The word "MessageRead" marks the lines you need; copy each of them from the data.

Segment Start: Records shown

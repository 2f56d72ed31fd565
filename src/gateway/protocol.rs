//! Wire-format envelope and the closed frame-kind sets.
//!
//! Every frame on the socket is a UTF-8 text frame holding
//! `{ "type": <tag>, "payload": <object|null> }`. Inbound and outbound kinds
//! are closed sums with per-variant payload schemas; a frame whose payload
//! fails to decode is dropped by the read loop, not answered.

use serde::{Deserialize, Serialize};

/// Hard cap on a single frame, enforced at the transport level.
pub const MAX_FRAME_BYTES: usize = 4096;

// ---------------------------------------------------------------------------
// Error codes surfaced in outbound `error` frames
// ---------------------------------------------------------------------------

pub const CODE_INVALID_PAYLOAD: &str = "INVALID_PAYLOAD";
pub const CODE_NOT_MEMBER: &str = "NOT_MEMBER";
pub const CODE_INTERNAL_ERROR: &str = "INTERNAL_ERROR";

// ---------------------------------------------------------------------------
// Client → server frames
// ---------------------------------------------------------------------------

/// A decoded client frame, keyed by the envelope's `type` tag.
///
/// Fields default to empty strings when absent so that operation-level
/// validation (not the codec) decides what an empty `room_id` means.
#[derive(Debug, Clone, PartialEq, Serialize, Deserialize)]
#[serde(tag = "type", content = "payload")]
pub enum Inbound {
    #[serde(rename = "message.send")]
    MessageSend(SendMessage),
    #[serde(rename = "room.join")]
    RoomJoin(RoomRef),
    #[serde(rename = "room.leave")]
    RoomLeave(RoomRef),
    #[serde(rename = "typing.start")]
    TypingStart(RoomRef),
    #[serde(rename = "typing.stop")]
    TypingStop(RoomRef),
    #[serde(rename = "message.read")]
    MessageRead(MarkRead),
    #[serde(rename = "ping")]
    Ping,
}

#[derive(Debug, Clone, PartialEq, Serialize, Deserialize)]
pub struct SendMessage {
    #[serde(default)]
    pub room_id: String,
    #[serde(default)]
    pub content: String,
}

#[derive(Debug, Clone, PartialEq, Serialize, Deserialize)]
pub struct RoomRef {
    #[serde(default)]
    pub room_id: String,
}

#[derive(Debug, Clone, PartialEq, Serialize, Deserialize)]
pub struct MarkRead {
    #[serde(default)]
    pub room_id: String,
    /// RFC 3339; unparseable values cause the frame to be dropped.
    #[serde(default)]
    pub timestamp: String,
}

// ---------------------------------------------------------------------------
// Server → client frames
// ---------------------------------------------------------------------------

#[derive(Debug, Clone, PartialEq, Serialize, Deserialize)]
#[serde(tag = "type", content = "payload")]
pub enum Outbound {
    #[serde(rename = "message.new")]
    MessageNew(MessageNew),
    #[serde(rename = "typing.update")]
    TypingUpdate(TypingUpdate),
    #[serde(rename = "presence.update")]
    PresenceUpdate(PresenceUpdate),
    #[serde(rename = "read_receipt.update")]
    ReadReceipt(ReadReceipt),
    #[serde(rename = "unread.update")]
    UnreadUpdate(UnreadUpdate),
    #[serde(rename = "room.member_joined")]
    MemberJoined(MemberEvent),
    #[serde(rename = "room.member_left")]
    MemberLeft(MemberEvent),
    #[serde(rename = "error")]
    Error(ErrorInfo),
    #[serde(rename = "pong")]
    Pong,
}

impl Outbound {
    /// Encode to the wire envelope.
    ///
    /// These payloads are plain string/int/bool structs; serializing them
    /// cannot fail.
    pub fn encode(&self) -> String {
        serde_json::to_string(self).expect("outbound frame serializes")
    }

    pub fn error(message: impl Into<String>, code: &str) -> Self {
        Outbound::Error(ErrorInfo {
            message: message.into(),
            code: code.to_string(),
        })
    }
}

#[derive(Debug, Clone, PartialEq, Serialize, Deserialize)]
pub struct MessageNew {
    pub id: String,
    pub room_id: String,
    pub sender_id: String,
    pub sender_username: String,
    pub content: String,
    /// RFC 3339, full precision so clients can echo it back in `message.read`.
    pub created_at: String,
}

#[derive(Debug, Clone, PartialEq, Serialize, Deserialize)]
pub struct TypingUpdate {
    pub room_id: String,
    pub user_id: String,
    pub username: String,
    pub is_typing: bool,
}

#[derive(Debug, Clone, PartialEq, Serialize, Deserialize)]
pub struct PresenceUpdate {
    pub user_id: String,
    pub username: String,
    /// `"online"` or `"offline"`.
    pub status: String,
}

#[derive(Debug, Clone, PartialEq, Serialize, Deserialize)]
pub struct ReadReceipt {
    pub room_id: String,
    pub user_id: String,
    pub username: String,
    pub last_read_at: String,
}

#[derive(Debug, Clone, PartialEq, Serialize, Deserialize)]
pub struct UnreadUpdate {
    pub room_id: String,
    pub count: i64,
}

#[derive(Debug, Clone, PartialEq, Serialize, Deserialize)]
pub struct MemberEvent {
    pub room_id: String,
    pub user_id: String,
    pub username: String,
}

#[derive(Debug, Clone, PartialEq, Serialize, Deserialize)]
pub struct ErrorInfo {
    pub message: String,
    pub code: String,
}

#[cfg(test)]
mod tests {
    use super::*;

    #[test]
    fn inbound_round_trip_every_tag() {
        let frames = vec![
            Inbound::MessageSend(SendMessage {
                room_id: "r1".into(),
                content: "hi".into(),
            }),
            Inbound::RoomJoin(RoomRef { room_id: "r1".into() }),
            Inbound::RoomLeave(RoomRef { room_id: "r1".into() }),
            Inbound::TypingStart(RoomRef { room_id: "r1".into() }),
            Inbound::TypingStop(RoomRef { room_id: "r1".into() }),
            Inbound::MessageRead(MarkRead {
                room_id: "r1".into(),
                timestamp: "2026-01-05T10:00:00Z".into(),
            }),
            Inbound::Ping,
        ];
        for frame in frames {
            let encoded = serde_json::to_string(&frame).unwrap();
            let decoded: Inbound = serde_json::from_str(&encoded).unwrap();
            assert_eq!(frame, decoded, "round trip failed for {encoded}");
        }
    }

    #[test]
    fn outbound_round_trip_every_tag() {
        let frames = vec![
            Outbound::MessageNew(MessageNew {
                id: "m1".into(),
                room_id: "r1".into(),
                sender_id: "u1".into(),
                sender_username: "alice".into(),
                content: "hi".into(),
                created_at: "2026-01-05T10:00:00+00:00".into(),
            }),
            Outbound::TypingUpdate(TypingUpdate {
                room_id: "r1".into(),
                user_id: "u1".into(),
                username: "alice".into(),
                is_typing: true,
            }),
            Outbound::PresenceUpdate(PresenceUpdate {
                user_id: "u1".into(),
                username: "alice".into(),
                status: "online".into(),
            }),
            Outbound::ReadReceipt(ReadReceipt {
                room_id: "r1".into(),
                user_id: "u2".into(),
                username: "bob".into(),
                last_read_at: "2026-01-05T10:00:00+00:00".into(),
            }),
            Outbound::UnreadUpdate(UnreadUpdate {
                room_id: "r1".into(),
                count: 3,
            }),
            Outbound::MemberJoined(MemberEvent {
                room_id: "r1".into(),
                user_id: "u2".into(),
                username: "bob".into(),
            }),
            Outbound::MemberLeft(MemberEvent {
                room_id: "r1".into(),
                user_id: "u2".into(),
                username: "bob".into(),
            }),
            Outbound::error("not a member of this room", CODE_NOT_MEMBER),
            Outbound::Pong,
        ];
        for frame in frames {
            let decoded: Outbound = serde_json::from_str(&frame.encode()).unwrap();
            assert_eq!(frame, decoded);
        }
    }

    #[test]
    fn envelope_shape_on_the_wire() {
        let encoded = Outbound::UnreadUpdate(UnreadUpdate {
            room_id: "r1".into(),
            count: 0,
        })
        .encode();
        let value: serde_json::Value = serde_json::from_str(&encoded).unwrap();
        assert_eq!(value["type"], "unread.update");
        assert_eq!(value["payload"]["room_id"], "r1");
        assert_eq!(value["payload"]["count"], 0);
    }

    #[test]
    fn ping_accepts_null_and_missing_payload() {
        let decoded: Inbound = serde_json::from_str(r#"{"type":"ping","payload":null}"#).unwrap();
        assert_eq!(decoded, Inbound::Ping);
        let decoded: Inbound = serde_json::from_str(r#"{"type":"ping"}"#).unwrap();
        assert_eq!(decoded, Inbound::Ping);
    }

    #[test]
    fn pong_omits_payload() {
        assert_eq!(Outbound::Pong.encode(), r#"{"type":"pong"}"#);
    }

    #[test]
    fn unknown_tag_fails_to_decode() {
        assert!(serde_json::from_str::<Inbound>(r#"{"type":"message.edit","payload":{}}"#).is_err());
    }

    #[test]
    fn missing_payload_fields_default_to_empty() {
        let decoded: Inbound =
            serde_json::from_str(r#"{"type":"message.send","payload":{}}"#).unwrap();
        match decoded {
            Inbound::MessageSend(p) => {
                assert!(p.room_id.is_empty());
                assert!(p.content.is_empty());
            }
            other => panic!("unexpected frame: {other:?}"),
        }
    }

    #[test]
    fn wrong_payload_type_fails_to_decode() {
        assert!(
            serde_json::from_str::<Inbound>(r#"{"type":"message.send","payload":"nope"}"#).is_err()
        );
    }
}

Segment End: Records shown

Your solution:
    MessageRead(MarkRead),
            Inbound::MessageRead(MarkRead {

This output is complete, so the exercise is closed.